Teaching Our Children Teshuva

-- Flaura Koplin Winston, M.D. Ph.D.

SETTING: PLAYGROUND, ANYWHERE

Child A plays with a toy. Child B sees the toy, wants it, and takes it. Child A cries. Mother of Child B intervenes, grabs the toy and gives it back to Child A.

MOTHER OF CHILD B: Say you’re sorry.

CHILD B: I’m sorry.

A few moments pass and again, Child A plays happily with the toy. Child B sees the toy, wants it, and takes it, again. Child A cries. Mother of Child B intervenes, grabs the toy and gives it back to Child A.

MOTHER OF CHILD B: Say you’re sorry.

CHILD B: I’m sorry.

This frustrating interaction repeats several more times until Child A and Child B and their parents leave the playground. A fun day in the park has turned into a stressful event and everyone leaves feeling badly.

What has Child B learned from saying "I’m sorry"? Nothing.

Has this child truly apologized? No.

A true apology goes beyond rote repetition of "I’m sorry". As we enter the High Holiday season and begin to review our behavior and make amends, we need to explore how to teach Teshuvah to our children through both role modeling and guidance.

Rabbi David R. Blumenthal, Jay and Leslie Cohen Professor of Judaic Studies at Emory University, Atlanta, describes Teshuva, "the rabbinic concept of sin, repentance, and forgiveness, as requiring five elements: recognition of one’s sins as sins (hakarát ha-chét'), remorse (charatá), desisting from sin (azivát ha-chét'), restitution where possible (peira'ón), and confession (vidúi)."

"Recognition of one’s sins as sins" involves an analysis that requires a moral conscience and a social emotional intelligence.
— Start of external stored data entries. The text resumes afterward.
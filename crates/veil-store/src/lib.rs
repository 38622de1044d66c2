//! Storage layer for the Veil SDK.
//!
//! `StorageAdapter` is the capability every backend implements: in-memory,
//! file, key-value and embedded SQL live here; a browser-indexed backend
//! plugs in through [`kv::KeyValueBackend`]. All adapters preserve the same
//! invariants: wallet-scoped isolation, spent-flag preservation on upsert,
//! contiguous merkle leaf appends, and shared chain caches across wallets.

use async_trait::async_trait;
use serde::{Deserialize, Serialize};
use veil_types::{Amount, Hex, Result};

pub mod file;
pub mod kv;
pub mod memory;
pub mod query;
pub mod sqlite;

pub use query::{
    EntryMemoQuery, EntryNullifierQuery, OperationQuery, OrderBy, Page, SortOrder, UtxoQuery,
};

/// Per-(wallet, chain) sync progress.
///
/// `merkle` is derived from `memo`: ⌊(memo − 1) / 32⌋ once memo > 32,
/// otherwise 0.
#[derive(Debug, Clone, PartialEq, Eq, Serialize, Deserialize, Default)]
pub struct SyncCursor {
    pub memo: u64,
    pub nullifier: u64,
    pub merkle: u64,
}

/// A shielded UTXO owned by the current wallet.
#[derive(Debug, Clone, Serialize, Deserialize)]
pub struct UtxoRecord {
    pub chain_id: u64,
    pub commitment: Hex,
    pub asset_id: String,
    pub token_id: Option<String>,
    #[serde(with = "veil_types::amount_serde")]
    pub amount: Amount,
    pub nullifier: Hex,
    pub mk_index: u64,
    pub is_frozen: bool,
    pub is_spent: bool,
    pub memo: Option<Hex>,
    pub created_at: Option<u64>,
}

/// Operation lifecycle status.
#[derive(Debug, Clone, Copy, PartialEq, Eq, Serialize, Deserialize)]
#[serde(rename_all = "lowercase")]
pub enum OperationStatus {
    Created,
    Submitted,
    Confirmed,
    Failed,
}

/// A tracked user operation (deposit / transfer / withdraw / ...).
#[derive(Debug, Clone, Serialize, Deserialize)]
pub struct OperationRecord {
    pub id: String,
    pub op_type: String,
    pub status: OperationStatus,
    pub created_at: u64,
    pub chain_id: Option<u64>,
    pub token_id: Option<String>,
    pub request_url: Option<String>,
    pub relayer_tx_hash: Option<Hex>,
    pub tx_hash: Option<Hex>,
    pub detail: Option<serde_json::Value>,
    pub error: Option<String>,
}

/// One leaf of the chain-scoped commitment tree. Cids per chain form a
/// contiguous 0..N sequence.
#[derive(Debug, Clone, Serialize, Deserialize)]
pub struct MerkleLeafRecord {
    pub chain_id: u64,
    pub cid: u64,
    pub commitment: Hex,
}

/// An interior or frontier node, keyed `"{level}-{position}"` or
/// `"frontier-{level}"`.
#[derive(Debug, Clone, Serialize, Deserialize)]
pub struct MerkleNodeRecord {
    pub chain_id: u64,
    pub id: String,
    pub level: u32,
    pub position: u64,
    pub hash: Hex,
}

/// Tree metadata per chain.
#[derive(Debug, Clone, Serialize, Deserialize)]
pub struct MerkleTreeState {
    pub chain_id: u64,
    pub root: Hex,
    pub total_elements: u64,
    pub last_updated: u64,
}

/// Mirror of one entry-indexer memo row.
#[derive(Debug, Clone, Serialize, Deserialize)]
pub struct EntryMemoRecord {
    pub chain_id: u64,
    pub cid: u64,
    pub commitment: Hex,
    pub memo: Hex,
    pub tx_hash: Option<Hex>,
    pub created_at: Option<u64>,
}

/// Mirror of one entry-indexer nullifier row.
#[derive(Debug, Clone, Serialize, Deserialize)]
pub struct EntryNullifierRecord {
    pub chain_id: u64,
    pub nid: u64,
    pub nullifier: Hex,
    pub created_at: Option<u64>,
}

/// The storage capability.
///
/// Wallet-scoped data (cursors, UTXOs, operations) is partitioned by the
/// wallet selected in [`StorageAdapter::init`]; chain-scoped caches
/// (merkle, entry mirrors) are shared by every wallet on the same backing
/// store. Backends that cannot host the merkle cache keep the default
/// no-op implementations and report `supports_local_merkle() == false`.
#[async_trait]
pub trait StorageAdapter: Send + Sync {
    /// Select the active wallet. Switching wallets drops any wallet-scoped
    /// state held in memory so wallets sharing a backing store never leak
    /// into each other.
    async fn init(&self, wallet_id: Option<&str>) -> Result<()>;
    async fn close(&self) -> Result<()>;

    // --- Sync cursors ---
    async fn get_sync_cursor(&self, chain_id: u64) -> Result<Option<SyncCursor>>;
    async fn set_sync_cursor(&self, chain_id: u64, cursor: &SyncCursor) -> Result<()>;

    // --- UTXOs ---
    /// Upsert by (chain, commitment). A stored `is_spent = true` survives
    /// any later upsert of the same commitment.
    async fn upsert_utxos(&self, utxos: &[UtxoRecord]) -> Result<()>;
    async fn list_utxos(&self, query: &UtxoQuery) -> Result<Page<UtxoRecord>>;
    /// Case-insensitive nullifier match; idempotent. Returns the number of
    /// rows newly flipped to spent.
    async fn mark_spent(&self, chain_id: u64, nullifiers: &[Hex]) -> Result<u64>;

    // --- Operations ---
    async fn put_operation(&self, op: &OperationRecord) -> Result<()>;
    async fn get_operation(&self, id: &str) -> Result<Option<OperationRecord>>;
    async fn list_operations(&self, query: &OperationQuery) -> Result<Page<OperationRecord>>;
    async fn delete_operations(&self, ids: &[String]) -> Result<()>;
    /// Drop oldest operations (by created_at) until at most `max` remain.
    /// Returns the deleted ids.
    async fn prune_operations(&self, max: usize) -> Result<Vec<String>>;

    // --- Merkle cache (optional) ---
    fn supports_local_merkle(&self) -> bool {
        false
    }
    /// Append leaves that must extend the persisted tail contiguously.
    async fn append_merkle_leaves(&self, _chain_id: u64, _leaves: &[MerkleLeafRecord]) -> Result<()> {
        Ok(())
    }
    async fn get_merkle_leaves(&self, _chain_id: u64) -> Result<Vec<MerkleLeafRecord>> {
        Ok(Vec::new())
    }
    async fn get_merkle_leaf(&self, _chain_id: u64, _cid: u64) -> Result<Option<MerkleLeafRecord>> {
        Ok(None)
    }
    async fn get_merkle_node(&self, _chain_id: u64, _id: &str) -> Result<Option<MerkleNodeRecord>> {
        Ok(None)
    }
    async fn upsert_merkle_nodes(&self, _chain_id: u64, _nodes: &[MerkleNodeRecord]) -> Result<()> {
        Ok(())
    }
    async fn get_merkle_tree(&self, _chain_id: u64) -> Result<Option<MerkleTreeState>> {
        Ok(None)
    }
    async fn set_merkle_tree(&self, _chain_id: u64, _state: &MerkleTreeState) -> Result<()> {
        Ok(())
    }
    async fn clear_merkle_tree(&self, _chain_id: u64) -> Result<()> {
        Ok(())
    }
    /// One subtree flush: nodes plus the tree state land together. Backends
    /// with transactions override this to make the batch atomic.
    async fn apply_merkle_batch(
        &self,
        chain_id: u64,
        nodes: &[MerkleNodeRecord],
        state: &MerkleTreeState,
    ) -> Result<()> {
        self.upsert_merkle_nodes(chain_id, nodes).await?;
        self.set_merkle_tree(chain_id, state).await
    }

    // --- Entry mirrors (optional) ---
    async fn upsert_entry_memos(&self, _chain_id: u64, _memos: &[EntryMemoRecord]) -> Result<()> {
        Ok(())
    }
    async fn list_entry_memos(&self, _query: &EntryMemoQuery) -> Result<Page<EntryMemoRecord>> {
        Ok(Page::empty())
    }
    async fn clear_entry_memos(&self, _chain_id: u64) -> Result<()> {
        Ok(())
    }
    async fn upsert_entry_nullifiers(
        &self,
        _chain_id: u64,
        _nullifiers: &[EntryNullifierRecord],
    ) -> Result<()> {
        Ok(())
    }
    async fn list_entry_nullifiers(
        &self,
        _query: &EntryNullifierQuery,
    ) -> Result<Page<EntryNullifierRecord>> {
        Ok(Page::empty())
    }
    async fn clear_entry_nullifiers(&self, _chain_id: u64) -> Result<()> {
        Ok(())
    }
}

pub(crate) const DEFAULT_WALLET: &str = "default";
//! Shielded note plaintext: codec, commitment and nullifier hashes.
//!
//! Wire format is 5 ABI-style uint256 slots (160 bytes):
//!   [asset_id, amount, compressed_owner_pk, blinding, is_frozen(0/1)]
//!
//! commitment = Poseidon2 sequence over
//!   [pk.x, pk.y, blinding, asset_id, amount | frozen_bit] in the Record
//!   domain, where frozen_bit is bit 128 of the amount slot.
//! nullifier = Poseidon2(nullifier_key, commitment) in the Nullifier
//!   domain; the key is the owner secret directly, or an ECDH-derived key
//!   when a non-identity freezer is attached.

use ark_bn254::Fr;
use ark_ff::{BigInteger, BigInteger256, PrimeField};
use veil_types::{Error, Result};

use crate::edwards::Point;
use crate::poseidon::{self, HashDomain};

/// A decrypted note.
#[derive(Debug, Clone)]
pub struct NotePlaintext {
    pub asset_id: Fr,
    pub amount: Fr,
    pub owner_pk: Point,
    pub blinding: Fr,
    pub is_frozen: bool,
}

const ENCODED_LEN: usize = 160;

/// Encode a note to its 160-byte wire form.
pub fn encode(note: &NotePlaintext) -> Result<Vec<u8>> {
    let compressed = note.owner_pk.compress()?;

    let mut out = Vec::with_capacity(ENCODED_LEN);
    out.extend_from_slice(&field_to_be_bytes(&note.asset_id));
    out.extend_from_slice(&field_to_be_bytes(&note.amount));
    // The compressed-point slot keeps the compression bytes as-is.
    out.extend_from_slice(&compressed);
    out.extend_from_slice(&field_to_be_bytes(&note.blinding));
    let mut frozen_slot = [0u8; 32];
    if note.is_frozen {
        frozen_slot[31] = 1;
    }
    out.extend_from_slice(&frozen_slot);

    Ok(out)
}

/// Decode the 160-byte wire form.
pub fn decode(data: &[u8]) -> Result<NotePlaintext> {
    if data.len() != ENCODED_LEN {
        return Err(Error::crypto(format!(
            "note data must be {} bytes, got {}",
            ENCODED_LEN,
            data.len()
        )));
    }

    let asset_id = be_bytes_to_field(&data[0..32]);
    let amount = be_bytes_to_field(&data[32..64]);

    let mut compressed = [0u8; 32];
    compressed.copy_from_slice(&data[64..96]);
    let owner_pk = Point::decompress(&compressed)?;

    let blinding = be_bytes_to_field(&data[96..128]);
    let is_frozen = data[159] == 1;

    Ok(NotePlaintext {
        asset_id,
        amount,
        owner_pk,
        blinding,
        is_frozen,
    })
}

/// Commitment hash over the note opening.
pub fn commitment(note: &NotePlaintext) -> Fr {
    let mut amount = note.amount;
    if note.is_frozen {
        // amount |= 1 << 128
        let frozen_bit = Fr::from_bigint(BigInteger256::new([0, 0, 1, 0])).unwrap();
        amount += frozen_bit;
    }

    let inputs = [
        note.owner_pk.x,
        note.owner_pk.y,
        note.blinding,
        note.asset_id,
        amount,
    ];
    poseidon::hash_sequence(&inputs, HashDomain::Record, None)
}

/// Nullifier for a commitment.
///
/// With no freezer (or the identity freezer) the owner secret is the
/// nullifier key; otherwise the key is derived from the ECDH shared point
/// with the freezer public key.
pub fn nullifier(owner_secret: &Fr, commitment: &Fr, freezer_pk: Option<Point>) -> Fr {
    let nullifier_key = match freezer_pk {
        None => *owner_secret,
        Some(fp) if fp.is_identity() => *owner_secret,
        Some(fp) => {
            let shared = fp.mul(owner_secret);
            poseidon::hash_pair(shared.x, shared.y, HashDomain::KeyDerivation)
        }
    };

    poseidon::hash_pair(nullifier_key, *commitment, HashDomain::Nullifier)
}

/// Pool identifier: Poseidon2 sequence over the token address and the
/// viewer / freezer public keys in the Asset domain.
pub fn pool_asset_id(token: Fr, viewer_pk: &Point, freezer_pk: &Point) -> Fr {
    let inputs = [token, viewer_pk.x, viewer_pk.y, freezer_pk.x, freezer_pk.y];
    poseidon::hash_sequence(&inputs, HashDomain::Asset, None)
}

/// Fresh random blinding factor.
pub fn random_blinding() -> Fr {
    use rand::RngCore;
    let mut bytes = [0u8; 32];
    rand::thread_rng().fill_bytes(&mut bytes);
    Fr::from_le_bytes_mod_order(&bytes)
}

fn field_to_be_bytes(f: &Fr) -> [u8; 32] {
    let bytes = f.into_bigint().to_bytes_be();
    let mut result = [0u8; 32];
    let offset = 32usize.saturating_sub(bytes.len());
    result[offset..].copy_from_slice(&bytes);
    result
}

fn be_bytes_to_field(data: &[u8]) -> Fr {
    let mut padded = [0u8; 32];
    let offset = 32usize.saturating_sub(data.len());
    padded[offset..].copy_from_slice(data);
    padded.reverse();
    Fr::from_le_bytes_mod_order(&padded)
}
In teaching this to younger children, you will have to be quite clear and have simple rules of interaction with others. Improper actions will require concrete consequences. As they mature, your lessons can include exploration of motives and how immoral actions are not only be a crime (for example, stealing) but also a sin against other humans and God.

"Remorse" describes feelings of regret and guilt. Improper actions against other people can be viewed as a failure of our self-control or abandonment of one’s spiritual roots. It is important for children to learn that they have many choices in life. When they act immorally, they made the wrong choice. Often children try to claim that it was not their "fault." If there was a wrong choice made, it was their choice even if there were extenuating factors. Remorse is a difficult concept for young children. Choice, right and wrong are simpler concepts to comprehend. As children mature, discussion can evolve into guidance around remorse and can include both verbal and written correspondence from the child to the victim.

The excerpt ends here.